Blogging, The 1st Amendment, & the Bar

Well, the latest round of the epic battle between Horace Hunter and the Virginia State Bar has been completed.  It's a mixed decision. It's also a correct decision.

For those of you who haven't been following this, the Bar first went after Horace for not having a disclaimer on a blog he had as part of his office's website.  When Horace stood his ground, the Bar expanded its complaint against him to include the fact that he put publicly available facts about his clients and their cases on his blog. At this point, the Bar was clearly over the line and while its disclaimer complaint was upheld, a panel of judges struck down the constitutional infringement.  Of course, both sides appealed to the Virginia Supreme Court.
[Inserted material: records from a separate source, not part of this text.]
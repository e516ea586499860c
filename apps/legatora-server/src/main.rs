//! Legatora Admin Portal backend server
//!
//! Wires the storage gateway, runs startup migrations, and mounts the
//! POA, verification and dashboard routers on one axum listener.

mod config;

use anyhow::Result;
use axum::{http::HeaderValue, routing::get, Json, Router};
use clap::Parser;
use config::AppConfig;
use legatora_db::DbHandle;
use sea_orm_migration::MigratorTrait;
use std::path::PathBuf;
use std::sync::Arc;
use tower_http::{
    cors::{Any, CorsLayer},
    trace::TraceLayer,
};
use tracing_subscriber::EnvFilter;

#[derive(Debug, Parser)]
#[command(name = "legatora-server", about = "Legatora Admin Portal backend")]
struct Cli {
    /// Path to the YAML configuration file
    #[arg(long, short)]
    config: Option<PathBuf>,

    /// Override the listen port
    #[arg(long)]
    port: Option<u16>,

    /// Override the database URL
    #[arg(long)]
    database_url: Option<String>,
}

#[tokio::main]
async fn main() -> Result<()> {
    tracing_subscriber::fmt()
        .with_env_filter(EnvFilter::try_from_default_env().unwrap_or_else(|_| EnvFilter::new("info")))
        .init();

    let cli = Cli::parse();

    let mut config = AppConfig::load(cli.config.as_deref())?;
    if let Some(port) = cli.port {
        config.server.port = port;
    }
    if let Some(url) = cli.database_url {
        config.database.url = url;
    }

    let db = DbHandle::connect(&config.database.url).await?;

    poa_service::infra::storage::migrations::Migrator::up(db.conn(), None).await?;
    verification_service::infra::storage::migrations::Migrator::up(db.conn(), None).await?;
    tracing::info!("database schema ready");

    let poa_repo = Arc::new(
        poa_service::infra::storage::repositories::SeaOrmPoaRequestRepository::new(db.conn_arc()),
    );
    let poa = Arc::new(poa_service::domain::Service::new(
        poa_repo,
        config.poa.clone(),
    ));

    let verification_repo = Arc::new(
        verification_service::infra::storage::repositories::SeaOrmVerificationRepository::new(
            db.conn_arc(),
        ),
    );
    let verifications = Arc::new(verification_service::domain::Service::new(
        verification_repo,
    ));

    let app = Router::new()
        .route("/", get(root))
        .route("/health", get(health))
        .merge(dashboard::routes::router())
        .merge(poa_service::api::rest::routes::router(poa))
        .merge(verification_service::api::rest::routes::router(
            verifications,
        ))
        .layer(TraceLayer::new_for_http())
        .layer(cors_layer(&config.server.cors_allowed_origins)?);

    let addr = format!("{}:{}", config.server.host, config.server.port);
    let listener = tokio::net::TcpListener::bind(&addr).await?;
    tracing::info!(%addr, "listening");

    axum::serve(listener, app)
        .with_graceful_shutdown(shutdown_signal())
        .await?;

    Ok(())
}

async fn root() -> Json<serde_json::Value> {
    Json(serde_json::json!({
        "message": "Welcome to the Legatora Admin API."
    }))
}

async fn health() -> Json<serde_json::Value> {
    Json(serde_json::json!({ "status": "ok" }))
}

fn cors_layer(origins: &[String]) -> Result<CorsLayer> {
    let mut layer = CorsLayer::new().allow_methods(Any).allow_headers(Any);

    if !origins.is_empty() {
        let origins = origins
            .iter()
            .map(|origin| origin.parse::<HeaderValue>())
            .collect::<Result<Vec<_>, _>>()?;
        layer = layer.allow_origin(origins);
    }

    Ok(layer)
}

async fn shutdown_signal() {
    if let Err(err) = tokio::signal::ctrl_c().await {
        tracing::error!(error = ?err, "failed to install shutdown handler");
    }
}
Last week, Justice Powell, who may well be becoming my favorite Justice between this and her Baker dissent, decided that the panel judges were generally correct, but wrong in some of its details concerning the disclaimer.
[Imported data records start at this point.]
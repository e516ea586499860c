//! SeaORM entities for database tables

use sea_orm::entity::prelude::*;

/// POA requests table entity
#[derive(Clone, Debug, PartialEq, DeriveEntityModel, Eq)]
#[sea_orm(table_name = "poa_requests")]
pub struct Model {
    /// Store-internal surrogate key, never exposed
    #[sea_orm(primary_key)]
    pub id: i64,

    /// Request identifier (`POA-` + 8 uppercase hex chars)
    #[sea_orm(unique)]
    pub request_id: String,

    pub principal: String,

    pub category: String,

    /// Submission date, set once at creation
    pub submitted_date: Date,

    pub assigned_agent: String,

    /// Status string, parsed into the contract enum by the mapper
    pub status: String,

    pub contact_info: String,

    pub address: String,

    pub expiration_date: Option<Date>,

    pub description_of_power: String,
}

#[derive(Copy, Clone, Debug, EnumIter, DeriveRelation)]
pub enum Relation {
    /// One-to-many relationship with attached files
    #[sea_orm(has_many = "file::Entity")]
    Files,
}

impl Related<file::Entity> for Entity {
    fn to() -> RelationDef {
        Relation::Files.def()
    }
}

impl ActiveModelBehavior for ActiveModel {}

/// Attached files module
pub mod file {
    use sea_orm::entity::prelude::*;

    /// POA request files table entity
    #[derive(Clone, Debug, PartialEq, DeriveEntityModel, Eq)]
    #[sea_orm(table_name = "poa_request_files")]
    pub struct Model {
        /// Store-assigned file identifier
        #[sea_orm(primary_key)]
        pub file_id: i64,

        /// Foreign key to the owning request
        pub request_id: String,

        pub document_type: String,

        pub file_link: String,

        pub submitted_date: Date,
    }

    #[derive(Copy, Clone, Debug, EnumIter, DeriveRelation)]
    pub enum Relation {
        /// Foreign key to poa_requests
        #[sea_orm(
            belongs_to = "super::Entity",
            from = "Column::RequestId",
            to = "super::Column::RequestId"
        )]
        Request,
    }

    impl Related<super::Entity> for Entity {
        fn to() -> RelationDef {
            Relation::Request.def()
        }
    }

    impl ActiveModelBehavior for ActiveModel {}
}
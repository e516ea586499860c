//! Repository trait for data access
//!
//! Implementations are in infra/storage/repositories.rs

use crate::contract::{
    Verification, VerificationFile, VerificationFilter, VerificationUpdate,
};
use anyhow::Result;
use async_trait::async_trait;

/// Repository for verification requests and their file records
#[async_trait]
pub trait VerificationRepository: Send + Sync {
    /// List requests matching a normalized filter, in the requested order
    async fn list(&self, filter: &VerificationFilter) -> Result<Vec<Verification>>;

    /// Find a request by its identifier
    async fn find_by_id(&self, request_id: &str) -> Result<Option<Verification>>;

    /// List the file records for a request, in store order
    async fn list_files(&self, request_id: &str) -> Result<Vec<VerificationFile>>;

    /// Replace the updatable fields; returns whether a row matched
    async fn update(&self, request_id: &str, fields: &VerificationUpdate) -> Result<bool>;

    /// Delete a request and its files in one atomic unit, files first;
    /// returns whether the parent existed
    async fn delete(&self, request_id: &str) -> Result<bool>;
}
To begin with Justice Powell shoots down the idea that the the blog in question is political instead of commercial.
"Indeed, unlike situations and topics where the subject matter is inherently, inextricably intertwined, Hunter chose to comingle sporadic political statements within his self-promoting blog posts in an attempt to camouflage the true commercial nature of his blog. . . . When considered as a whole, the economically motivated blog overtly proposes a commercial transaction that is an advertisement of a specific product."
Then, she goes on to consider whether Horace's use of information in the public record was constitutionally protected.
"The VSB argues that it can prohibit an attorney from repeating truthful information made in a public judicial proceeding even though others can disseminate this information because an attorney repeating it could inhibit clients from freely communicating with their attorneys or because it would undermine public confidence in the legal profession. Such concerns, however, are unsupported by the evidence. To the extent that the information is aired in a public forum, privacy considerations must yield to First Amendment protections. In that respect, a lawyer is no more prohibited than any other citizen from reporting what transpired in the courtroom."
Having determined that lawyers actually do have the same constitutional rights as everyone else, she turns to the disclaimer.  She agrees that a disclaimer must be placed on the blog, but then actually goes back and reads the rule and shoots down the disclaimer previously mandated by the panel of judges because it did not require the disclaimer to be "in bold type face and uppercase letters in a font size that is at least as large as the largest text used to advertise the specific or cumulative case results and in the same color and against the same colored background as the text used to advertise the specific or cumulative case results."  She does not offer a valid disclaimer, instead remanding the case for further determination.

There is only one nit I think I can pick with this opinion.  The Bar initially required Horace to put the disclaimer on each and every post he put up that discussed his cases.  The panel of judges only required it to be placed on the site once (presumably the way everyone does, as a note on the blog's frame).  When you've got parties this locked in battle, that's the kind of thing which could end up with them right back in front of the Justice Powell and her colleagues.  Personally, I think the Bar is overstepping when it tries to require the disclaimer on each and every post mentioning a case as long as the disclaimer is somewhere on the same webpage and follows the rules.  We'll see if this point gets litigated.

All-in-all, it's a well written, well supported opinion. Well worth reading if your are a lawyer in Virginia (or anywhere else) with a blog.